Mandrill angst

As of Monday night here, the aluminum mandrill “mold” is still about halfway inside the mast. For a rookie, that’s a pretty anxious weekend. I spent six hours Fri night & Sat morn getting 16″ of movement over 6 hours. The company owner Ted came in Saturday afternoon and assessed the need to reconfigure his pulling machine from 1:1 gearing to 2:1. He and I spent seven hours moving gears, huge chains, etc. They haven’t done this in many years, and once we started running again the chains slipped on the drive gears. That ended the weekend progress. CE’s Joe and Will tackled it today and finally at 6pm the mandrill moved smoothly a few feet. And then a tensioning line snapped with a bang, and we agreed to splice in fresh dyneema tomorrow. We need that process to finish!!!

Meanwhile, the shop has set me up fabricating mast fitting parts. First up, the spreaders. We’re using an existing clamshell mold, with customized fabric and epoxy formulations for the strength this mast needs. Henny, it’s really great to do this work in a big, professional shop – you’d love it here :)

First is an 11oz carbon skin, then a heavy woven uni strength braid near the center, then another 11oz inner layer.

I had my vac bag running Sunday morning out on the table, but then Ted came in and fired up the autoclave so we switched to it’s vacuum system and rolled the whole works inside.

Monday morn we pulled it out and moved on to filling each half with A500 foam core.

Tonight I repeated the layup process using the same molds, now for the second of the two spreaders.

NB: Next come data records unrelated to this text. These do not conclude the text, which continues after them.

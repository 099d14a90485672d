use clap::Parser;
use log::{error, info};
use std::process::ExitCode;

use labelclean::{resolve_splits, sanitize_split, Args, Counters};

fn main() -> ExitCode {
    // Initialize the logger
    env_logger::Builder::from_env(env_logger::Env::default().default_filter_or("info")).init();
    let args = Args::parse();

    let config = match args.to_sanitize_config() {
        Ok(config) => config,
        Err(e) => {
            error!("{}", e);
            return ExitCode::FAILURE;
        }
    };

    // Every split is checked before any file is changed
    let splits = match resolve_splits(&args) {
        Ok(splits) => splits,
        Err(e) => {
            error!("{}", e);
            return ExitCode::FAILURE;
        }
    };

    info!("Starting the sanitization process...");

    let mut total = Counters::new();
    for split in &splits {
        info!("Sanitizing split {}", split.name);
        match sanitize_split(split, &args, &config) {
            Ok(report) => {
                report.counters.print_summary();
                info!(
                    "[{}] Remaining: {} images, {} boxes (seed {})",
                    split.name,
                    report.dataset.image_ids.len(),
                    report.dataset.total_boxes(),
                    report.seed
                );
                total += report.counters;
            }
            Err(e) => {
                error!("Failed to sanitize split {}: {}", split.name, e);
                return ExitCode::FAILURE;
            }
        }
    }

    if splits.len() > 1 {
        info!("Totals across {} splits:", splits.len());
        total.print_summary();
    }
    info!("Sanitization process completed successfully.");
    ExitCode::SUCCESS
}
use indicatif::{ProgressBar, ProgressStyle};
use std::ffi::OsString;
use std::fs;
use std::io::{BufWriter, Write};
use std::path::{Path, PathBuf};

use crate::types::get_image_extensions_set;

/// Create a progress bar with the given length and label
pub fn create_progress_bar(len: u64, label: &str) -> ProgressBar {
    let pb = ProgressBar::new(len);
    pb.set_style(
        ProgressStyle::default_bar()
            .template(&format!(
                "{{spinner:.green}} [{}] [{{elapsed_precise}}] [{{bar:40.cyan/blue}}] {{pos}}/{{len}} ({{eta}})",
                label
            ))
            .unwrap_or_else(|_| ProgressStyle::default_bar())
            .progress_chars("#>-"),
    );
    pb
}

/// Whether the path has one of the supported image extensions
pub fn is_image_file(path: &Path) -> bool {
    path.extension()
        .and_then(|ext| ext.to_str())
        .is_some_and(|ext| get_image_extensions_set().contains(&ext.to_lowercase()))
}

fn temp_path_for(path: &Path) -> PathBuf {
    let mut name = path
        .file_name()
        .map(OsString::from)
        .unwrap_or_default();
    name.push(".tmp");
    path.with_file_name(name)
}

/// Write a file by writing a sibling temp file and renaming it over the target
pub fn write_atomic(path: &Path, contents: &[u8]) -> std::io::Result<()> {
    let temp_path = temp_path_for(path);
    {
        let mut writer = BufWriter::new(fs::File::create(&temp_path)?);
        writer.write_all(contents)?;
        writer.flush()?;
    }
    fs::rename(&temp_path, path).inspect_err(|_| {
        let _ = fs::remove_file(&temp_path);
    })
}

There will be five line-attachment pad eyes on the mast. Three hold turning blocks for halyards – spinnaker, reacher and jib. #4 is for lazy jacks and #5 for Cunningham/downhaul. Each gets a G10 base built.

Keith: Ted and I decided the backstays could share the padeye with the reacher halyard, and he spec’d a big diamond one for that duty. The others get the smaller round one.

CE’s shop foreman Will did one and turned me loose on the other four. This massive, accurate bandsaw will have Mike Leneman drooling – it’s amazing, cutting 1″ G10 with ease.

Speaking of Keith, I called the other day to find he and Val at sea on their excellent St. Francis 44 cat. Sounded like a good trip off NY/NJ. Here’s a taste of how that “sailor’s cat” goes, from my visit with them in June.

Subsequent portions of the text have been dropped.